Collected data entries:
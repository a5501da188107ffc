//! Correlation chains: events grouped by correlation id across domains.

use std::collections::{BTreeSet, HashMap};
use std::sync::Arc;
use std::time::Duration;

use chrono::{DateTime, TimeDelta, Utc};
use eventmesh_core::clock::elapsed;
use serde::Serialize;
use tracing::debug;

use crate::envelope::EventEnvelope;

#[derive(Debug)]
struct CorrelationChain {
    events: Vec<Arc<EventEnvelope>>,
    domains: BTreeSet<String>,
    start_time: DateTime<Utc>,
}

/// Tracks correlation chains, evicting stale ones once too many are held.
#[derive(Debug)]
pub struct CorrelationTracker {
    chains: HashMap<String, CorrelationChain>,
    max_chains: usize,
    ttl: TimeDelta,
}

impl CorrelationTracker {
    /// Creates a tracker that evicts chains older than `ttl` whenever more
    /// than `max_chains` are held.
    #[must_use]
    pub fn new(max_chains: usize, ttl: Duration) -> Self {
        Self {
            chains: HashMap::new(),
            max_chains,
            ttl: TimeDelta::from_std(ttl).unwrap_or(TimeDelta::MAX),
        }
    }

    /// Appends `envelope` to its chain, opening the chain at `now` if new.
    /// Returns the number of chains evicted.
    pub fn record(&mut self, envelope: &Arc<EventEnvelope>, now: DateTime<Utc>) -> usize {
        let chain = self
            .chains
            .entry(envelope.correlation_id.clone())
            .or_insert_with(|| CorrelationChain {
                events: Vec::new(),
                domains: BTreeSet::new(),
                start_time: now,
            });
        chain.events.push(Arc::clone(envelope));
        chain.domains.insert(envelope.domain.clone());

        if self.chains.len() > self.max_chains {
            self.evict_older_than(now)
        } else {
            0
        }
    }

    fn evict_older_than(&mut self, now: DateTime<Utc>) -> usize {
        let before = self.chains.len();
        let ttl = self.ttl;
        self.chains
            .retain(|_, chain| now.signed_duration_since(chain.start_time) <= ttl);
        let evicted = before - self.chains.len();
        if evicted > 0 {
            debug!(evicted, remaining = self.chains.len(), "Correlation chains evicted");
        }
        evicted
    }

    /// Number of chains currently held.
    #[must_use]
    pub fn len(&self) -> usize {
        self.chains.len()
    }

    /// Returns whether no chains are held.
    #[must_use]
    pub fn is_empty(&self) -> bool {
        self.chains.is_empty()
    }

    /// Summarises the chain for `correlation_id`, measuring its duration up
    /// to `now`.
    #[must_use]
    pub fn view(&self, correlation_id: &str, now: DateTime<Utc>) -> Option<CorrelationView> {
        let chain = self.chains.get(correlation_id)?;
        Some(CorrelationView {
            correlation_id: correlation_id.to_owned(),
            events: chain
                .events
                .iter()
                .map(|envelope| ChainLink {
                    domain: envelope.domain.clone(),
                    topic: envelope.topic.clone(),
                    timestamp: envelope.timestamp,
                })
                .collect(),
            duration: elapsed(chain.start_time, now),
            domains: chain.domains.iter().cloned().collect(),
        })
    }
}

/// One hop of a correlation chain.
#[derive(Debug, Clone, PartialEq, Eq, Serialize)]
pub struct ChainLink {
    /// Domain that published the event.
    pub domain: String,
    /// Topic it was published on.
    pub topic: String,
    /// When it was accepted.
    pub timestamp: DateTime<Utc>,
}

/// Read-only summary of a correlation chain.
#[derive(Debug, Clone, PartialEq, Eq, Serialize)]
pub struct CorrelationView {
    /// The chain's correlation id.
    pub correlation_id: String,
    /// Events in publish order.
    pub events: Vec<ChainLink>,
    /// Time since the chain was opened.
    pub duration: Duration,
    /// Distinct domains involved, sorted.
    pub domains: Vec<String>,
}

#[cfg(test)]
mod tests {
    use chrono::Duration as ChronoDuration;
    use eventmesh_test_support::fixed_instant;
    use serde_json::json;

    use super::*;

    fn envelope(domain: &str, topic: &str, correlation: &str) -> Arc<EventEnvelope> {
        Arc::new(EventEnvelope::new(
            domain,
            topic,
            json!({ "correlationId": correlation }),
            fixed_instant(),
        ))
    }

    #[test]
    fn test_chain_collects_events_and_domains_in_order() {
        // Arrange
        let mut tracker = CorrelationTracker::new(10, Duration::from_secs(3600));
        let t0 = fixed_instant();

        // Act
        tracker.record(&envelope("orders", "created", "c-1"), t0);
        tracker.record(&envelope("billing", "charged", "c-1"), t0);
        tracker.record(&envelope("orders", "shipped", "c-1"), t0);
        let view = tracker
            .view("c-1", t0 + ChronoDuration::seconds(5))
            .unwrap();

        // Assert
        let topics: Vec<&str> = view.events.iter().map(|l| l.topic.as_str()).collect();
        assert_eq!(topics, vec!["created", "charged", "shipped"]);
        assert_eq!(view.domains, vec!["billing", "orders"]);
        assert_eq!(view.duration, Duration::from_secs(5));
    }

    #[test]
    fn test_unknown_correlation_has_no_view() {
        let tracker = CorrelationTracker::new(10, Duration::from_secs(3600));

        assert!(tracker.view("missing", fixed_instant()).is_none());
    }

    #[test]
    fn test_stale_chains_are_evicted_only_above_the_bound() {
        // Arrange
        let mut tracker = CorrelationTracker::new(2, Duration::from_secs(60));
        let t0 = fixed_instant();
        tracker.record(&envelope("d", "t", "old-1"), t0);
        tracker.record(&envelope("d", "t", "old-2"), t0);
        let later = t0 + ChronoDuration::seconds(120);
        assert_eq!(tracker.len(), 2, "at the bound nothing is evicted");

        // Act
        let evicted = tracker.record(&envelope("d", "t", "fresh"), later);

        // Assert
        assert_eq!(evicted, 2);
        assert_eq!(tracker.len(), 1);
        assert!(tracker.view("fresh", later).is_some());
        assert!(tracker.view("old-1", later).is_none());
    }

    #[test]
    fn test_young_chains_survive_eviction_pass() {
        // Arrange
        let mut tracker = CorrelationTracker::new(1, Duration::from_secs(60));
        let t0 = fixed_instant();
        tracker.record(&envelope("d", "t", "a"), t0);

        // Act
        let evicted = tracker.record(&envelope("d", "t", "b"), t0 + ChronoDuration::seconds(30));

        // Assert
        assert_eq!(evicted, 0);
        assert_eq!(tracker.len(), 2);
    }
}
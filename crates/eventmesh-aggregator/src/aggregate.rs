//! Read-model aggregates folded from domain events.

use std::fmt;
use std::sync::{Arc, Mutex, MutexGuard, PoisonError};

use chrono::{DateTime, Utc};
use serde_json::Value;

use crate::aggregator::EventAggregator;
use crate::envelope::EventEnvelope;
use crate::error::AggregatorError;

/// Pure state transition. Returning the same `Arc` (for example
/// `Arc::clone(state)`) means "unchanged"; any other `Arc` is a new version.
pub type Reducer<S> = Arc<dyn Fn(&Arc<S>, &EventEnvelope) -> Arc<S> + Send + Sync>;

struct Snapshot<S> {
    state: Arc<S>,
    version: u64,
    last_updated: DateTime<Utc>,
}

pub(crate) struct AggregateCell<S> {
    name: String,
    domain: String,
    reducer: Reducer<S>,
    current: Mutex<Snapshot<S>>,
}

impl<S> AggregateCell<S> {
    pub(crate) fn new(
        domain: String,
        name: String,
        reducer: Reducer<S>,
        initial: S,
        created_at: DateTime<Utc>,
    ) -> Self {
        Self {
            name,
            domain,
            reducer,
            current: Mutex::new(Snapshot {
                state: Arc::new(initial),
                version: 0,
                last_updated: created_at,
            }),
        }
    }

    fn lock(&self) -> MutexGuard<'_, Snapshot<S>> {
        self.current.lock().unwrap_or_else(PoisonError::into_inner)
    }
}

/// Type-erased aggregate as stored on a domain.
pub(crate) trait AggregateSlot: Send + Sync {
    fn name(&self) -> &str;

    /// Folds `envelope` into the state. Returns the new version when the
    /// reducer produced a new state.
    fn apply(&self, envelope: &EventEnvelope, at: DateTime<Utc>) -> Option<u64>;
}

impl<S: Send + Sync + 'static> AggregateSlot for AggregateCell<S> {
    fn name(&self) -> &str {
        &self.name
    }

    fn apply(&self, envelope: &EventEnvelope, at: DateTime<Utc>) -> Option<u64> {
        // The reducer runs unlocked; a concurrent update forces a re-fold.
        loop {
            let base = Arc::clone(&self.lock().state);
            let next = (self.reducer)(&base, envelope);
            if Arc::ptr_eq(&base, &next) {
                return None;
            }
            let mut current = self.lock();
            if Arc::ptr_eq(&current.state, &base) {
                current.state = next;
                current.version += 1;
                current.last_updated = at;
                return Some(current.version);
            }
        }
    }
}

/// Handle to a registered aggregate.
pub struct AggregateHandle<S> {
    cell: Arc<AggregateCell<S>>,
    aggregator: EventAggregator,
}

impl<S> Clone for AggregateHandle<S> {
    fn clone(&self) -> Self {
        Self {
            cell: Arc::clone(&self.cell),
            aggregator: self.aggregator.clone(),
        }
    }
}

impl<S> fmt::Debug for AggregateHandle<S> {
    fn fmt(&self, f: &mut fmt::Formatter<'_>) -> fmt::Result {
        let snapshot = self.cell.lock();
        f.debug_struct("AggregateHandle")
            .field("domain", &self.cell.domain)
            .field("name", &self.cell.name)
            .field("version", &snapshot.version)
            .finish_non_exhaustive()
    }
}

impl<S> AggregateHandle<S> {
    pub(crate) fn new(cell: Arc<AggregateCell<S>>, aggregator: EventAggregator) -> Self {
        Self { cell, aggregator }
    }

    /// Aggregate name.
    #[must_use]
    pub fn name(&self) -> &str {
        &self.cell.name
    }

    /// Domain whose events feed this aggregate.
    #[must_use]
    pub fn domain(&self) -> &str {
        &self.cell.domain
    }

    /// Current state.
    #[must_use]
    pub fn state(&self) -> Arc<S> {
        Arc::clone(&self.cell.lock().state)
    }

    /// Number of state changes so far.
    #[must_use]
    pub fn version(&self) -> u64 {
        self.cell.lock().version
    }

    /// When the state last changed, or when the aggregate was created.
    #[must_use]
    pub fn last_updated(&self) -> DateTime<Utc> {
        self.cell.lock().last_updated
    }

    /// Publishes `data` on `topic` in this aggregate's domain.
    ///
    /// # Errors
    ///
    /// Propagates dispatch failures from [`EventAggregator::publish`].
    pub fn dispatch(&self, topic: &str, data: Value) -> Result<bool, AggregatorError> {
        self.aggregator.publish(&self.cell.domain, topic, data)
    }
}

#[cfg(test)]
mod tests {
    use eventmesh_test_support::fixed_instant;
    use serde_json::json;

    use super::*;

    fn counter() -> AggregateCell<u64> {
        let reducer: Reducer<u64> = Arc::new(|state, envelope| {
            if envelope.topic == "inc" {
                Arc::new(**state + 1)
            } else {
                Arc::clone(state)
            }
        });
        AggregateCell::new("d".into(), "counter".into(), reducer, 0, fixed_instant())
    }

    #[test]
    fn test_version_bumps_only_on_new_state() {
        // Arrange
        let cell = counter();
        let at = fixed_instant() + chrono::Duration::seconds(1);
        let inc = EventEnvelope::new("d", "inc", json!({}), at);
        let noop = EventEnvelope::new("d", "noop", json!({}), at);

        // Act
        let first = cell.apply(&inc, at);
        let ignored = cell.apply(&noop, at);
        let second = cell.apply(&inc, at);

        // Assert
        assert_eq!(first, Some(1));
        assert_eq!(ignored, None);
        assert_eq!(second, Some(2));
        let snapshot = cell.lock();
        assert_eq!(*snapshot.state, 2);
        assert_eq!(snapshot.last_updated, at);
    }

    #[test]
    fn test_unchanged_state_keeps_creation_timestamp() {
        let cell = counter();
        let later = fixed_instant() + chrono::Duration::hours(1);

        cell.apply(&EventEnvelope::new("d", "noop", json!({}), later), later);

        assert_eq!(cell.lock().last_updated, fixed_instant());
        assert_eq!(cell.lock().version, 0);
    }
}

### Directions for this task
Take the line above containing "Pure state transition.", the line containing "a registered aggregate.", and all lines in between, and copy them exactly without anything else.

### Your response
/// Pure state transition. Returning the same `Arc` (for example
/// `Arc::clone(state)`) means "unchanged"; any other `Arc` is a new version.
pub type Reducer<S> = Arc<dyn Fn(&Arc<S>, &EventEnvelope) -> Arc<S> + Send + Sync>;

struct Snapshot<S> {
    state: Arc<S>,
    version: u64,
    last_updated: DateTime<Utc>,
}

pub(crate) struct AggregateCell<S> {
    name: String,
    domain: String,
    reducer: Reducer<S>,
    current: Mutex<Snapshot<S>>,
}

impl<S> AggregateCell<S> {
    pub(crate) fn new(
        domain: String,
        name: String,
        reducer: Reducer<S>,
        initial: S,
        created_at: DateTime<Utc>,
    ) -> Self {
        Self {
            name,
            domain,
            reducer,
            current: Mutex::new(Snapshot {
                state: Arc::new(initial),
                version: 0,
                last_updated: created_at,
            }),
        }
    }

    fn lock(&self) -> MutexGuard<'_, Snapshot<S>> {
        self.current.lock().unwrap_or_else(PoisonError::into_inner)
    }
}

/// Type-erased aggregate as stored on a domain.
pub(crate) trait AggregateSlot: Send + Sync {
    fn name(&self) -> &str;

    /// Folds `envelope` into the state. Returns the new version when the
    /// reducer produced a new state.
    fn apply(&self, envelope: &EventEnvelope, at: DateTime<Utc>) -> Option<u64>;
}

impl<S: Send + Sync + 'static> AggregateSlot for AggregateCell<S> {
    fn name(&self) -> &str {
        &self.name
    }

    fn apply(&self, envelope: &EventEnvelope, at: DateTime<Utc>) -> Option<u64> {
        // The reducer runs unlocked; a concurrent update forces a re-fold.
        loop {
            let base = Arc::clone(&self.lock().state);
            let next = (self.reducer)(&base, envelope);
            if Arc::ptr_eq(&base, &next) {
                return None;
            }
            let mut current = self.lock();
            if Arc::ptr_eq(&current.state, &base) {
                current.state = next;
                current.version += 1;
                current.last_updated = at;
                return Some(current.version);
            }
        }
    }
}

/// Handle to a registered aggregate.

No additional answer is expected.